When I landed in Los Angeles this past Sunday evening, the terminal had the look and feel you'd expect during a snowstorm: long, sullen faces, unusually heavy crowds, agents rushing around in an obvious state of fluster. The departure screens were striped with red: CANCELED, CANCELED, CANCELED. But outside it was in the high 60s and balmy.
Welcome to the wequester. Mandatory budget cuts are kicking in. The FAA has been forced to furlough hundreds of controllers—up to 10 percent of its tower and en route radar facility staff—and the nation's airline passengers are feeling it.
At first, it seemed the cuts would only affect smaller, outlying airports served mainly by general aviation traffic and a smattering of regional jets. But this was LAX, and the story was similar at major airports nationwide.
The following afternoon, my outbound departure was delayed for more than an hour. When I approached the podium for a look at the preflight paperwork, the agent handed me a printout: GROUND DELAY DUE TO FAA STAFFING SHORTAGE.

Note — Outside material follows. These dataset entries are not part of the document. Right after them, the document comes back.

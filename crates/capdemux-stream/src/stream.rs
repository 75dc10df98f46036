use std::fs::File;
use std::io::Read;
use std::ops::Index;
use std::path::Path;

use bytes::Bytes;
use tracing::debug;

use crate::error::{Result, StreamError};
use crate::word::{Word, WordOrder, WORD_SIZE};

/// Default size ceiling for a capture: 32 MiB (8 Mi words).
pub const DEFAULT_MAX_FILE_SIZE: usize = 32 * 1024 * 1024;

/// Configuration for loading a [`WordStream`].
#[derive(Debug, Clone)]
pub struct StreamConfig {
    /// Maximum capture size in bytes. Default: 32 MiB.
    pub max_file_size: usize,
    /// Byte order of the words in the capture. Default: native.
    pub word_order: WordOrder,
}

impl Default for StreamConfig {
    fn default() -> Self {
        Self {
            max_file_size: DEFAULT_MAX_FILE_SIZE,
            word_order: WordOrder::default(),
        }
    }
}

/// A finite, read-only sequence of capture words.
///
/// One zero word is kept past the end so that lookahead at `len() - 1`
/// never leaves the buffer. The sentinel is reachable through [`get`]
/// and indexing but is not counted by [`len`].
///
/// [`get`]: WordStream::get
/// [`len`]: WordStream::len
#[derive(Debug, Clone, PartialEq, Eq)]
pub struct WordStream {
    // always holds len() + 1 words, the last one being the sentinel
    words: Vec<Word>,
}

impl WordStream {
    /// Build a stream from an in-memory capture.
    ///
    /// Fails with [`StreamError::FileTooLarge`] when `bytes` exceeds the
    /// ceiling and with [`StreamError::InvalidLength`] when it is not word
    /// aligned. The ceiling is checked first.
    pub fn from_bytes(bytes: &[u8], config: &StreamConfig) -> Result<Self> {
        check_size(bytes.len() as u64, config.max_file_size)?;
        if bytes.len() % WORD_SIZE != 0 {
            return Err(StreamError::InvalidLength { len: bytes.len() });
        }

        let count = bytes.len() / WORD_SIZE;
        let mut words = Vec::with_capacity(count + 1);
        let mut buf = bytes;
        while buf.len() >= WORD_SIZE {
            words.push(config.word_order.get_word(&mut buf));
        }
        words.push(0);

        debug!(
            words = count,
            order = config.word_order.as_str(),
            "capture loaded"
        );
        Ok(Self { words })
    }

    /// Load a capture from disk.
    ///
    /// The size ceiling is checked against file metadata before any data is
    /// read.
    pub fn open(path: impl AsRef<Path>, config: &StreamConfig) -> Result<Self> {
        let bytes = read_capture(path, config.max_file_size)?;
        Self::from_bytes(&bytes, config)
    }

    /// Number of capture words, excluding the sentinel.
    pub fn len(&self) -> usize {
        self.words.len() - 1
    }

    /// Returns true if the capture holds no words.
    pub fn is_empty(&self) -> bool {
        self.len() == 0
    }

    /// Length of the original capture in bytes.
    pub fn byte_len(&self) -> usize {
        self.len() * WORD_SIZE
    }

    /// Word at `index`, or `None` past the sentinel.
    pub fn get(&self, index: usize) -> Option<Word> {
        self.words.get(index).copied()
    }

    /// Capture words, excluding the sentinel.
    pub fn as_words(&self) -> &[Word] {
        &self.words[..self.len()]
    }

    /// The trailing lookahead word. Always zero.
    pub fn sentinel(&self) -> Word {
        self.words[self.len()]
    }
}

impl Index<usize> for WordStream {
    type Output = Word;

    fn index(&self, index: usize) -> &Word {
        &self.words[index]
    }
}

/// Read a raw capture, enforcing only the size ceiling.
///
/// Used directly by the tag-routed legacy decoder, whose records sit behind a
/// file header and therefore carry no word alignment requirement.
pub fn read_capture(path: impl AsRef<Path>, max_file_size: usize) -> Result<Bytes> {
    let path = path.as_ref();
    let mut file = File::open(path).map_err(|source| StreamError::FileNotFound {
        path: path.to_path_buf(),
        source,
    })?;

    let size = file.metadata()?.len();
    check_size(size, max_file_size)?;

    let mut data = Vec::with_capacity(size as usize);
    file.read_to_end(&mut data)?;
    // the file may have grown since the metadata call
    check_size(data.len() as u64, max_file_size)?;

    debug!(path = %path.display(), bytes = data.len(), "capture read");
    Ok(Bytes::from(data))
}

fn check_size(size: u64, max: usize) -> Result<()> {
    if size > max as u64 {
        return Err(StreamError::FileTooLarge { size, max });
    }
    Ok(())
}

#[cfg(test)]
mod tests {
    use std::path::PathBuf;

    use super::*;

    fn unique_temp_path(tag: &str) -> PathBuf {
        std::env::temp_dir().join(format!(
            "capdemux-stream-{tag}-{}-{}",
            std::process::id(),
            std::time::SystemTime::now()
                .duration_since(std::time::UNIX_EPOCH)
                .expect("time should be after epoch")
                .as_nanos()
        ))
    }

    fn le_config() -> StreamConfig {
        StreamConfig {
            word_order: WordOrder::Little,
            ..StreamConfig::default()
        }
    }

    #[test]
    fn loads_words_and_appends_sentinel() {
        let bytes = [1, 0, 0, 0, 2, 0, 0, 0, 0xEE, 0xEE, 0xEE, 0xEE];
        let stream = WordStream::from_bytes(&bytes, &le_config()).unwrap();

        assert_eq!(stream.len(), 3);
        assert_eq!(stream.byte_len(), bytes.len());
        assert_eq!(stream.as_words(), &[1, 2, 0xEEEE_EEEE]);
        assert_eq!(stream.sentinel(), 0);
        assert_eq!(stream.get(3), Some(0));
        assert_eq!(stream.get(4), None);
        assert_eq!(stream[1], 2);
    }

    #[test]
    fn word_count_matches_byte_length() {
        for words in [0usize, 1, 7, 64] {
            let bytes = vec![0xAB; words * WORD_SIZE];
            let stream = WordStream::from_bytes(&bytes, &StreamConfig::default()).unwrap();
            assert_eq!(stream.len() * 4, bytes.len());
            assert_eq!(stream.sentinel(), 0);
        }
    }

    #[test]
    fn empty_capture_is_valid() {
        let stream = WordStream::from_bytes(&[], &StreamConfig::default()).unwrap();
        assert!(stream.is_empty());
        assert_eq!(stream.sentinel(), 0);
    }

    #[test]
    fn rejects_unaligned_length() {
        let err = WordStream::from_bytes(&[0; 6], &StreamConfig::default()).unwrap_err();
        assert!(matches!(err, StreamError::InvalidLength { len: 6 }));
    }

    #[test]
    fn rejects_oversized_buffer_before_alignment() {
        let config = StreamConfig {
            max_file_size: 8,
            ..StreamConfig::default()
        };
        let err = WordStream::from_bytes(&[0; 9], &config).unwrap_err();
        assert!(matches!(err, StreamError::FileTooLarge { size: 9, max: 8 }));

        // exactly at the ceiling is fine
        assert!(WordStream::from_bytes(&[0; 8], &config).is_ok());
    }

    #[test]
    fn open_rejects_oversized_file() {
        let path = unique_temp_path("oversized");
        let file = File::create(&path).unwrap();
        file.set_len((DEFAULT_MAX_FILE_SIZE + 4) as u64).unwrap();
        drop(file);

        let err = WordStream::open(&path, &StreamConfig::default()).unwrap_err();
        assert!(matches!(
            err,
            StreamError::FileTooLarge {
                size,
                max: DEFAULT_MAX_FILE_SIZE
            } if size == (DEFAULT_MAX_FILE_SIZE + 4) as u64
        ));

        let _ = std::fs::remove_file(&path);
    }

    #[test]
    fn open_reports_missing_file() {
        let path = unique_temp_path("missing");
        let err = WordStream::open(&path, &StreamConfig::default()).unwrap_err();
        match err {
            StreamError::FileNotFound { path: reported, .. } => assert_eq!(reported, path),
            other => panic!("unexpected error: {other}"),
        }
    }

    #[test]
    fn open_reads_file_contents() {
        let path = unique_temp_path("contents");
        std::fs::write(&path, [0x04, 0x03, 0x02, 0x01]).unwrap();

        let stream = WordStream::open(&path, &le_config()).unwrap();
        assert_eq!(stream.as_words(), &[0x0102_0304]);

        let _ = std::fs::remove_file(&path);
    }

    #[test]
    fn read_capture_ignores_alignment() {
        let path = unique_temp_path("raw");
        std::fs::write(&path, [1, 2, 3, 4, 5]).unwrap();

        let bytes = read_capture(&path, DEFAULT_MAX_FILE_SIZE).unwrap();
        assert_eq!(bytes.as_ref(), &[1, 2, 3, 4, 5]);

        let _ = std::fs::remove_file(&path);
    }
}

The traveling public is caught up in a political squabble. Passengers have become pawns, basically, in a cynical game of stalemate.
The airlines, too, are caught in the middle. Industry leaders are livid, and who can blame them? The trickle-down effects of a single canceled flight can wind up costing a carrier hundreds of thousands of dollars.

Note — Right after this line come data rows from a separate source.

use std::fs::File;
use std::io::{BufWriter, ErrorKind, Write};
use std::path::{Path, PathBuf};

use bytes::BytesMut;
use capdemux_stream::WordOrder;
use tracing::debug;

use crate::channel::{ChannelSamples, CHANNEL_COUNT};
use crate::error::{DemuxError, Result};

/// A sample type that can be written to a channel artifact.
pub trait Sample: Copy {
    /// Encoded size in bytes.
    const SIZE: usize;

    /// Append this sample to `dst` in `order`.
    fn put(self, order: WordOrder, dst: &mut BytesMut);
}

impl Sample for u32 {
    const SIZE: usize = 4;

    fn put(self, order: WordOrder, dst: &mut BytesMut) {
        order.put_u32(dst, self);
    }
}

impl Sample for u16 {
    const SIZE: usize = 2;

    fn put(self, order: WordOrder, dst: &mut BytesMut) {
        order.put_u16(dst, self);
    }
}

/// Destination for finished per-channel sequences.
pub trait ChannelSink {
    /// Append encoded samples to `channel`.
    fn write_channel(&mut self, channel: usize, payload: &[u8]) -> std::io::Result<()>;

    /// Flush and release every channel.
    fn finish(self) -> std::io::Result<()>
    where
        Self: Sized;
}

/// Naming of per-channel output files.
#[derive(Debug, Clone)]
pub struct SinkConfig {
    /// File name prefix. Default: `ch_`.
    pub prefix: String,
    /// File extension without the dot. Default: `raw`.
    pub extension: String,
}

impl SinkConfig {
    /// File name for a 0-based channel index; channels are numbered from 1.
    pub fn file_name(&self, channel: usize) -> String {
        if self.extension.is_empty() {
            format!("{}{}", self.prefix, channel + 1)
        } else {
            format!("{}{}.{}", self.prefix, channel + 1, self.extension)
        }
    }
}

impl Default for SinkConfig {
    fn default() -> Self {
        Self {
            prefix: "ch_".to_string(),
            extension: "raw".to_string(),
        }
    }
}

/// Writes each channel to its own file.
///
/// All 16 files are opened up front. If opening one fails, the ones already
/// opened are closed when the partial set is dropped.
pub struct FileSink {
    paths: Vec<PathBuf>,
    files: Vec<BufWriter<File>>,
}

impl FileSink {
    /// Create (truncating) one file per channel in `dir`.
    pub fn create(dir: impl AsRef<Path>, config: &SinkConfig) -> Result<Self> {
        let dir = dir.as_ref();
        let paths: Vec<PathBuf> = (0..CHANNEL_COUNT)
            .map(|channel| dir.join(config.file_name(channel)))
            .collect();

        let files = paths
            .iter()
            .map(|path| {
                File::create(path)
                    .map(BufWriter::new)
                    .map_err(|source| DemuxError::SinkCreate {
                        path: path.clone(),
                        source,
                    })
            })
            .collect::<Result<Vec<_>>>()?;

        debug!(dir = %dir.display(), "channel files created");
        Ok(Self { paths, files })
    }

    /// Output path of every channel, in channel order.
    pub fn paths(&self) -> &[PathBuf] {
        &self.paths
    }
}

impl ChannelSink for FileSink {
    fn write_channel(&mut self, channel: usize, payload: &[u8]) -> std::io::Result<()> {
        let file = self.files.get_mut(channel).ok_or_else(|| {
            std::io::Error::new(
                ErrorKind::InvalidInput,
                format!("channel index {channel} out of range"),
            )
        })?;
        file.write_all(payload)
    }

    fn finish(self) -> std::io::Result<()> {
        for mut file in self.files {
            file.flush()?;
        }
        Ok(())
    }
}

/// Keeps channel payloads in memory.
#[derive(Debug, Clone)]
pub struct MemorySink {
    channels: Vec<Vec<u8>>,
}

impl MemorySink {
    /// Create an empty sink.
    pub fn new() -> Self {
        Self {
            channels: vec![Vec::new(); CHANNEL_COUNT],
        }
    }

    /// Bytes written to `channel`.
    pub fn channel(&self, channel: usize) -> &[u8] {
        self.channels.get(channel).map(Vec::as_slice).unwrap_or(&[])
    }
}

impl Default for MemorySink {
    fn default() -> Self {
        Self::new()
    }
}

impl ChannelSink for MemorySink {
    fn write_channel(&mut self, channel: usize, payload: &[u8]) -> std::io::Result<()> {
        match self.channels.get_mut(channel) {
            Some(buf) => {
                buf.extend_from_slice(payload);
                Ok(())
            }
            None => Err(std::io::Error::new(
                ErrorKind::InvalidInput,
                format!("channel index {channel} out of range"),
            )),
        }
    }

    fn finish(self) -> std::io::Result<()> {
        Ok(())
    }
}

/// Encode every channel in `order` and hand it to `sink`.
///
/// Returns the number of bytes written across all channels.
pub fn flush_channels<S: Sample, K: ChannelSink>(
    sink: &mut K,
    samples: &ChannelSamples<S>,
    order: WordOrder,
) -> Result<usize> {
    let mut buf = BytesMut::new();
    let mut written = 0usize;

    for (channel, lane) in samples.iter() {
        buf.clear();
        buf.reserve(lane.len() * S::SIZE);
        for &sample in lane {
            sample.put(order, &mut buf);
        }
        sink.write_channel(channel, &buf)?;
        written += buf.len();
    }

    Ok(written)
}
use crate::cmd::capture::decode;
use crate::cmd::InspectArgs;
use crate::exit::{CliResult, SUCCESS};
use crate::output::{print_summary, OutputFormat};

pub fn run(args: InspectArgs, format: OutputFormat) -> CliResult<i32> {
    let decoded = decode(&args.capture)?;
    print_summary(&decoded.summary(&args.capture, None), format);
    Ok(SUCCESS)
}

I can't imagine this crisis will last very long—unless perhaps Congress is intent on bankrupting the country's airlines and making tens of millions of citizens even angrier than they already are—but that doesn't make it any more acceptable.
What a peculiarly American episode of incompetence and irresponsibility: can you see such a thing ever happening in Europe or Asia, where governments are quick to recognize how vital commercial air travel is to their economies? Our leaders don't seem to understand, or don't seem to care, how much the country stands to lose through long delays and cancellations: the tens of millions of dollars in lost productivity and wasted time every day.

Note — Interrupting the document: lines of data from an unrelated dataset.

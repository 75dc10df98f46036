//! Per-channel sample storage.

use capdemux_stream::{DEFAULT_MAX_FILE_SIZE, WORD_SIZE};

use crate::error::{DemuxError, Result};

/// Number of logical channels in a capture.
pub const CHANNEL_COUNT: usize = 16;

/// Default per-channel capacity: one slot per word of a maximum-size capture,
/// plus one.
pub const DEFAULT_CHANNEL_CAPACITY: usize = word_channel_capacity(DEFAULT_MAX_FILE_SIZE);

/// Per-channel capacity that holds every word of a capture of up to
/// `max_file_size` bytes.
pub const fn word_channel_capacity(max_file_size: usize) -> usize {
    max_file_size / WORD_SIZE + 1
}

/// Sample sequences for all 16 channels, in arrival order.
///
/// Every channel owns its own vector. Pushing past `capacity` fails with
/// [`DemuxError::ChannelOverflow`] rather than growing without bound.
#[derive(Debug, Clone, PartialEq, Eq)]
pub struct ChannelSamples<S> {
    lanes: Vec<Vec<S>>,
    capacity: usize,
}

impl<S: Copy> ChannelSamples<S> {
    /// Create empty storage with the given per-channel capacity.
    pub fn new(capacity: usize) -> Self {
        Self {
            lanes: (0..CHANNEL_COUNT).map(|_| Vec::new()).collect(),
            capacity,
        }
    }

    /// Append a sample to `channel`.
    pub fn push(&mut self, channel: usize, sample: S) -> Result<()> {
        let capacity = self.capacity;
        let lane = self
            .lanes
            .get_mut(channel)
            .ok_or(DemuxError::InvalidChannel(channel))?;
        if lane.len() >= capacity {
            return Err(DemuxError::ChannelOverflow { channel, capacity });
        }
        lane.push(sample);
        Ok(())
    }

    /// Samples received on `channel`. Empty for out-of-range indices.
    pub fn channel(&self, channel: usize) -> &[S] {
        self.lanes.get(channel).map(Vec::as_slice).unwrap_or(&[])
    }

    /// Sample count for every channel.
    pub fn counts(&self) -> [usize; CHANNEL_COUNT] {
        let mut counts = [0; CHANNEL_COUNT];
        for (count, lane) in counts.iter_mut().zip(&self.lanes) {
            *count = lane.len();
        }
        counts
    }

    /// Total samples across all channels.
    pub fn total(&self) -> usize {
        self.lanes.iter().map(Vec::len).sum()
    }

    /// Per-channel capacity.
    pub fn capacity(&self) -> usize {
        self.capacity
    }

    /// Iterate `(channel, samples)` pairs in channel order.
    pub fn iter(&self) -> impl Iterator<Item = (usize, &[S])> {
        self.lanes.iter().map(Vec::as_slice).enumerate()
    }
}

impl<S: Copy> Default for ChannelSamples<S> {
    fn default() -> Self {
        Self::new(DEFAULT_CHANNEL_CAPACITY)
    }
}

#[cfg(test)]
mod tests {
    use super::*;

    #[test]
    fn push_keeps_channels_independent() {
        let mut samples = ChannelSamples::<u32>::new(4);
        samples.push(0, 10).unwrap();
        samples.push(15, 20).unwrap();
        samples.push(0, 11).unwrap();

        assert_eq!(samples.channel(0), &[10, 11]);
        assert_eq!(samples.channel(15), &[20]);
        assert!(samples.channel(7).is_empty());
        assert_eq!(samples.total(), 3);
        assert_eq!(samples.counts()[0], 2);
    }

    #[test]
    fn push_past_capacity_overflows() {
        let mut samples = ChannelSamples::<u16>::new(2);
        samples.push(3, 1).unwrap();
        samples.push(3, 2).unwrap();

        let err = samples.push(3, 3).unwrap_err();
        assert!(matches!(
            err,
            DemuxError::ChannelOverflow {
                channel: 3,
                capacity: 2
            }
        ));
        // other channels are unaffected
        samples.push(4, 1).unwrap();
        assert_eq!(samples.channel(3), &[1, 2]);
    }

    #[test]
    fn push_rejects_unknown_channel() {
        let mut samples = ChannelSamples::<u16>::default();
        let err = samples.push(CHANNEL_COUNT, 0).unwrap_err();
        assert!(matches!(err, DemuxError::InvalidChannel(16)));
        assert!(samples.channel(CHANNEL_COUNT).is_empty());
    }

    #[test]
    fn word_capacity_scales_with_file_size() {
        assert_eq!(word_channel_capacity(0), 1);
        assert_eq!(word_channel_capacity(64), 17);
        assert_eq!(
            word_channel_capacity(2 * DEFAULT_MAX_FILE_SIZE),
            2 * (DEFAULT_CHANNEL_CAPACITY - 1) + 1
        );
    }

    #[test]
    fn iter_visits_all_channels_in_order() {
        let samples = ChannelSamples::<u32>::new(1);
        let channels: Vec<usize> = samples.iter().map(|(ch, _)| ch).collect();
        assert_eq!(channels, (0..CHANNEL_COUNT).collect::<Vec<_>>());
    }
}
use std::path::PathBuf;

/// Errors that can occur while loading a capture.
#[derive(Debug, thiserror::Error)]
pub enum StreamError {
    /// The input file could not be opened.
    #[error("failed to open {path}: {source}")]
    FileNotFound {
        path: PathBuf,
        source: std::io::Error,
    },

    /// The byte count is not a multiple of the word size.
    #[error("number of bytes ({len}) is not a multiple of 4")]
    InvalidLength { len: usize },

    /// The capture exceeds the configured size ceiling.
    #[error("file size too big: {size} bytes, {max} bytes allowed")]
    FileTooLarge { size: u64, max: usize },

    /// An I/O error occurred while reading the capture.
    #[error("capture I/O error: {0}")]
    Io(#[from] std::io::Error),
}

pub type Result<T> = std::result::Result<T, StreamError>;
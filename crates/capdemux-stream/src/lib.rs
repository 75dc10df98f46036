//! Word-aligned loading of raw acquisition captures.
//!
//! A capture is a flat run of 32-bit words produced by a 16-channel
//! acquisition device. This is the lowest layer of capdemux: it owns the
//! load-time preconditions (size ceiling, word alignment), the byte-to-word
//! conversion, and the zero sentinel that keeps lookahead in bounds.
//! Everything else builds on the [`WordStream`] type provided here.

pub mod error;
pub mod stream;
pub mod word;

pub use error::{Result, StreamError};
pub use stream::{read_capture, StreamConfig, WordStream, DEFAULT_MAX_FILE_SIZE};
pub use word::{sync_field, Word, WordOrder, FILLER, WORD_SIZE};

In a sense, this is just another depressing example of America's long slide into infrastructural obsolescence, brought on by a government so mired in absurd partisan gridlock that the country's best interests are no longer important. Our roads, bridges, railways and public buildings are falling apart. If you question this portrayal, compare for a moment the airports in New York, Chicago, and Los Angeles with those of Seoul, Hong Kong, Munich, and Singapore.
You mean to tell me that the government couldn't reallocate a tiny fraction of the mandated cuts—less than 2 percent by some estimates—to keep something as critical as our air-transport system running at a normal pace? Earlier this year, Congress intervened to prevent the furlough of USDA meat inspectors, allocating $55 million from elsewhere in the budget.
How this all came to be is something that I, and many others, don't quite understand. The FAA is supposed to be funded by dedicated user fees. Airline tickets are more heavily taxed than almost any other product in the U.S. economy, and it's those taxes and fees, supposedly—not the general treasury—that keep the air-traffic control system up and running. That money is available, apparently, but the way the sequester was written, it cannot be used as intended.
As for travel advice, the best I can offer is simple common sense: check with your airline before heading to the airport. There's also information on the FAA's website.
Things will be unpredictable. It's difficult to say which individual airports will, on a given day, be prone to slowdowns. And the causes of a particular delay will be similarly hard to pinpoint; they may or may not have anything to do with the sequester. Those "normal" weather and traffic delays haven't gone away, of course, and in many cases will be compounded by the staffing crisis. Flying out of LAX on Monday, the message we got from air-traffic control referenced the personnel shortage specifically, but in many cases it'll be a mix of factors. Your flight might be late because of the sequester, because of the weather, or perhaps both—or neither.
For instance, at La Guardia on Tuesday afternoon, dozens of flights (mostly regional jet departures) were canceled, and delays were up to two hours long. But the weather was terrible, with low ceilings and reduced visibility. To what extent the trouble could be blamed on staffing is difficult to determine.
A shame all around. Airline on-time performance had been improving, too, with 84 percent of flights landing within 15 minutes of scheduled arrival time.
If you want to send a message to President Obama, the Department of Transportation, the FAA, and Congress, visit DontGroundAmerica.com and ask them to work together to get controllers back on the job.
UPDATE: Late in the day April 25, the Senate unanimously passed legislation that would end the FAA controller furloughs and restore the nation's air-traffic-control system to normal, or close to normal operation. The measure permits the shifting of over $200 million from elsewhere in the federal budget to cover the required funding. The Dependable Air Service Act now moves to the House of Representatives, where it is expected to be taken up as soon as Friday.
This should put a quick end to the delays and cancellations that have been plaguing the country's airports since last weekend. According to the FAA, roughly 1,000 commercial flights each day were in some way affected by the sequester-induced furloughs, with many delays lasting several hours.